I choose the word play quite deliberately for two reasons. Firstly, because I would recommend that your first forays be purely exploratory having a fixed goal in mind always leads to frustration if problems arise but approacing something as an investigatory mission means that should someting useful be produced it will be a bonus. Secondly, the strength of the system is really that it allows engagement with a real-life based, challenging storyboard (puts me in mind of old games like AD&D only this time the Simple system acts as the DMs screen) . Paul and the team may just be the Gary Gygax of the legal eduction world I hope Simple has as many imitators and adopters as Gygax creations did. I have been able so far to create a number of straightforward scenarios and although at first I was a little disappointed by the difficulty of creating major variables that has been smoothed out as I got to know the system better and designed things more appropriately and also when I worked I could copy blueprints quite easily.

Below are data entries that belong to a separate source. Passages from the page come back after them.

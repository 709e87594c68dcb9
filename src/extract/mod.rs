//! Generic article extraction.
//!
//! Pages come from arbitrary sites, so there are no per-site rules. Each
//! field is resolved by a cascade: an ordered list of small extractor
//! functions, each returning `Option<String>`. The first present value
//! wins, and a missing signal never stops the other fields from being
//! extracted.
//!
//! | Field | Cascade |
//! |-------|---------|
//! | title | `h1` → `og:title` → `<title>` |
//! | description | `meta[name=description]` → `og:description` |
//! | author | JSON-LD author → `meta[name=author]` → `article:author` |
//! | published date | JSON-LD date → `article:published_time` → `pubdate` → `date` → "Published:" text |
//! | body | see [`body`] |

pub mod body;
pub mod structured;

use crate::models::ArticleRecord;
use crate::utils::{clean, site_of};
use once_cell::sync::Lazy;
use regex::Regex;
use scraper::{ElementRef, Html, Selector};
use structured::{ArticleSignals, article_signals};

/// Elements whose text is never shown to a reader.
const HIDDEN_TAGS: [&str; 3] = ["script", "style", "noscript"];

/// One step in a field cascade.
type Source = fn(&Page) -> Option<String>;

static H1: Lazy<Selector> = Lazy::new(|| Selector::parse("h1").unwrap());
static TITLE: Lazy<Selector> = Lazy::new(|| Selector::parse("title").unwrap());
static META: Lazy<Selector> = Lazy::new(|| Selector::parse("meta").unwrap());

static PUBLISHED_TEXT: Lazy<Regex> =
    Lazy::new(|| Regex::new(r"Published:\s*([0-9]{1,2}\s+[A-Za-z]{3}\s+[0-9]{4})").unwrap());

/// A parsed document plus the JSON-LD signals, computed once.
struct Page {
    document: Html,
    signals: ArticleSignals,
}

const TITLE_SOURCES: &[Source] = &[heading_title, og_title, document_title];
const DESCRIPTION_SOURCES: &[Source] = &[meta_description, og_description];
const AUTHOR_SOURCES: &[Source] = &[ld_author, meta_author, article_author];
const DATE_SOURCES: &[Source] = &[
    ld_date,
    article_published_time,
    meta_pubdate,
    meta_date,
    published_in_text,
];

/// Extract an [`ArticleRecord`] from raw HTML.
///
/// Deterministic: the same `html` and `url` always produce the same record.
/// The returned record never carries an error; absent signals are `None`.
pub fn extract_article(html: &str, url: &str) -> ArticleRecord {
    let document = Html::parse_document(html);
    let signals = article_signals(&document);
    let page = Page { document, signals };

    ArticleRecord {
        url: url.to_string(),
        site: site_of(url),
        title: first_present(&page, TITLE_SOURCES),
        author: first_present(&page, AUTHOR_SOURCES),
        published_date: first_present(&page, DATE_SOURCES),
        description: first_present(&page, DESCRIPTION_SOURCES),
        body: body::extract_body(&page.document),
        error: None,
    }
}

fn first_present(page: &Page, sources: &[Source]) -> Option<String> {
    sources.iter().find_map(|source| source(page))
}

/// Text of an element: trimmed text nodes joined by spaces, normalized.
pub(crate) fn element_text(element: ElementRef<'_>) -> Option<String> {
    let joined = visible_text(element)
        .map(str::trim)
        .filter(|t| !t.is_empty())
        .collect::<Vec<_>>()
        .join(" ");
    clean(&joined)
}

/// Text nodes under `element`, minus anything inside a [`HIDDEN_TAGS`] element.
fn visible_text<'a>(element: ElementRef<'a>) -> impl Iterator<Item = &'a str> {
    element.descendants().filter_map(|node| {
        let text = node.value().as_text()?;
        let hidden = node.ancestors().any(|a| {
            a.value()
                .as_element()
                .is_some_and(|e| HIDDEN_TAGS.contains(&e.name()))
        });
        (!hidden).then_some(&**text)
    })
}

fn first_text(document: &Html, selector: &Selector) -> Option<String> {
    document.select(selector).next().and_then(element_text)
}

/// `content` of the first `<meta>` whose `attr` equals `value`.
///
/// Only the first such tag is considered, even when its content is empty.
fn meta_content(document: &Html, attr: &str, value: &str) -> Option<String> {
    document
        .select(&META)
        .find(|el| el.value().attr(attr) == Some(value))
        .and_then(|el| el.value().attr("content"))
        .and_then(clean)
}

fn heading_title(page: &Page) -> Option<String> {
    first_text(&page.document, &H1)
}

fn og_title(page: &Page) -> Option<String> {
    meta_content(&page.document, "property", "og:title")
}

fn document_title(page: &Page) -> Option<String> {
    first_text(&page.document, &TITLE)
}

fn meta_description(page: &Page) -> Option<String> {
    meta_content(&page.document, "name", "description")
}

fn og_description(page: &Page) -> Option<String> {
    meta_content(&page.document, "property", "og:description")
}

fn ld_author(page: &Page) -> Option<String> {
    page.signals.author.clone()
}

fn meta_author(page: &Page) -> Option<String> {
    meta_content(&page.document, "name", "author")
}

fn article_author(page: &Page) -> Option<String> {
    meta_content(&page.document, "property", "article:author")
}

fn ld_date(page: &Page) -> Option<String> {
    page.signals.published.clone()
}

fn article_published_time(page: &Page) -> Option<String> {
    meta_content(&page.document, "property", "article:published_time")
}

fn meta_pubdate(page: &Page) -> Option<String> {
    meta_content(&page.document, "name", "pubdate")
}

fn meta_date(page: &Page) -> Option<String> {
    meta_content(&page.document, "name", "date")
}

/// Last resort: a "Published: 12 Mar 2024" line anywhere in the page text.
fn published_in_text(page: &Page) -> Option<String> {
    let text = visible_text(page.document.root_element())
        .map(str::trim)
        .filter(|t| !t.is_empty())
        .collect::<Vec<_>>()
        .join("\n");
    PUBLISHED_TEXT
        .captures(&text)
        .and_then(|caps| caps.get(1))
        .and_then(|m| clean(m.as_str()))
}

#[cfg(test)]
mod tests {
    use super::*;

    const URL: &str = "https://News.Example.com/2025/05/story";

    const FULL_PAGE: &str = r#"<!doctype html>
<html><head>
  <title>Doc Title | Example</title>
  <meta name="description" content="  A short   description. ">
  <meta property="og:title" content="OG Title">
  <meta property="og:description" content="OG description">
  <meta name="author" content="Meta Author">
  <meta property="article:published_time" content="2025-05-06T10:00:00Z">
  <script type="application/ld+json">
    {"@type": "NewsArticle", "author": {"name": "LD Author"}, "datePublished": "2025-05-05"}
  </script>
</head><body>
  <h1>  Main
     Heading </h1>
  <article>
    <p>Photo via Getty Images</p>
    <p>Teams reduced handling time by 30%.</p>
    <p>Advertisement</p>
    <p>Staff saved 2 hours a week.</p>
  </article>
</body></html>"#;

    #[test]
    fn test_full_page_uses_highest_priority_signals() {
        let record = extract_article(FULL_PAGE, URL);
        assert_eq!(record.url, URL);
        assert_eq!(record.site, "news.example.com");
        assert_eq!(record.title.as_deref(), Some("Main Heading"));
        assert_eq!(record.description.as_deref(), Some("A short description."));
        assert_eq!(record.author.as_deref(), Some("LD Author"));
        assert_eq!(record.published_date.as_deref(), Some("2025-05-05"));
        assert_eq!(
            record.body.as_deref(),
            Some("Teams reduced handling time by 30%.\n\nStaff saved 2 hours a week.")
        );
        assert!(record.error.is_none());
    }

    #[test]
    fn test_extraction_is_deterministic() {
        let a = extract_article(FULL_PAGE, URL);
        let b = extract_article(FULL_PAGE, URL);
        assert_eq!(a, b);
    }

    #[test]
    fn test_title_falls_back_to_og_then_title_tag() {
        let html = r#"<html><head><title>Doc</title><meta property="og:title" content="OG"></head><body></body></html>"#;
        assert_eq!(extract_article(html, URL).title.as_deref(), Some("OG"));

        let html = r#"<html><head><title> Doc  Title </title></head><body><h1>   </h1></body></html>"#;
        assert_eq!(extract_article(html, URL).title.as_deref(), Some("Doc Title"));
    }

    #[test]
    fn test_description_falls_back_to_og() {
        let html = r#"<html><head><meta property="og:description" content="From OG"></head></html>"#;
        assert_eq!(
            extract_article(html, URL).description.as_deref(),
            Some("From OG")
        );
    }

    #[test]
    fn test_empty_meta_content_moves_to_next_source() {
        let html = r#"<html><head>
            <meta name="description" content="">
            <meta property="og:description" content="Fallback">
        </head></html>"#;
        assert_eq!(
            extract_article(html, URL).description.as_deref(),
            Some("Fallback")
        );
    }

    #[test]
    fn test_author_meta_fallbacks() {
        let html = r#"<html><head><meta name="author" content="Meta Person"></head></html>"#;
        assert_eq!(extract_article(html, URL).author.as_deref(), Some("Meta Person"));

        let html = r#"<html><head><meta property="article:author" content="Article Person"></head></html>"#;
        assert_eq!(
            extract_article(html, URL).author.as_deref(),
            Some("Article Person")
        );
    }

    #[test]
    fn test_date_meta_fallback_order() {
        let html = r#"<html><head>
            <meta name="date" content="2024-01-03">
            <meta name="pubdate" content="2024-01-02">
        </head></html>"#;
        assert_eq!(
            extract_article(html, URL).published_date.as_deref(),
            Some("2024-01-02")
        );

        let html = r#"<html><head><meta name="date" content="2024-01-03"></head></html>"#;
        assert_eq!(
            extract_article(html, URL).published_date.as_deref(),
            Some("2024-01-03")
        );
    }

    #[test]
    fn test_date_from_published_text() {
        let html = r#"<html><body><div class="byline"><span>Published:</span> <span>12 Mar 2024</span></div></body></html>"#;
        assert_eq!(
            extract_article(html, URL).published_date.as_deref(),
            Some("12 Mar 2024")
        );
    }

    #[test]
    fn test_published_text_ignores_scripts() {
        let html = r#"<html><body>
            <script>var meta = "Published: 01 Jan 2020";</script>
            <p>No date here.</p>
        </body></html>"#;
        assert_eq!(extract_article(html, URL).published_date, None);
    }

    #[test]
    fn test_long_month_name_does_not_match_published_text() {
        let html = r#"<html><body><p>Published: 12 March 2024</p></body></html>"#;
        assert_eq!(extract_article(html, URL).published_date, None);
    }

    #[test]
    fn test_missing_signals_are_absent_not_errors() {
        let record = extract_article("<html><body><div>nothing here</div></body></html>", URL);
        assert_eq!(record.title, None);
        assert_eq!(record.author, None);
        assert_eq!(record.published_date, None);
        assert_eq!(record.description, None);
        assert_eq!(record.body, None);
        assert_eq!(record.error, None);
    }

    #[test]
    fn test_element_text_joins_nodes_with_space() {
        let doc = Html::parse_fragment("<h1>Hello<span>world</span>  !</h1>");
        let h1 = doc.select(&H1).next().unwrap();
        assert_eq!(element_text(h1).as_deref(), Some("Hello world !"));
    }

    #[test]
    fn test_element_text_skips_script_style_and_noscript() {
        let doc = Html::parse_document(
            "<html><body><h1>Visible<script>var x = 1;</script><style>.a{}</style>\
             <noscript><span>enable js</span></noscript> title</h1></body></html>",
        );
        let h1 = doc.select(&H1).next().unwrap();
        assert_eq!(element_text(h1).as_deref(), Some("Visible title"));
    }
}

From the students perspective I also see some advantages of the "Simple" approach. Whilst it might not have the "fancy" interactive elements of someting like Second Life it doesn't really need them because of the strength of the story telling aspect (people still play AD&D and other RPG games which just need paper and dice it's the story and the game that are the challenge!). Secondly, the system makes the simulations more accessible to even the most technophobic and those with low computer hardware budgets. I heartily applaud the open source approach of the Simple Foundation and will be contributing blueprints and characters myself as soon as I am able. I hope to ultimately try running the system with a group of students using Linux (to create a value for money computer lab) and if Michael et al don't mind I might post on that occasionally.
My final thought is that this system is as it's name suggests straigtforward and accessible but will only come to its full strength if we all engage in sharing resource and practice.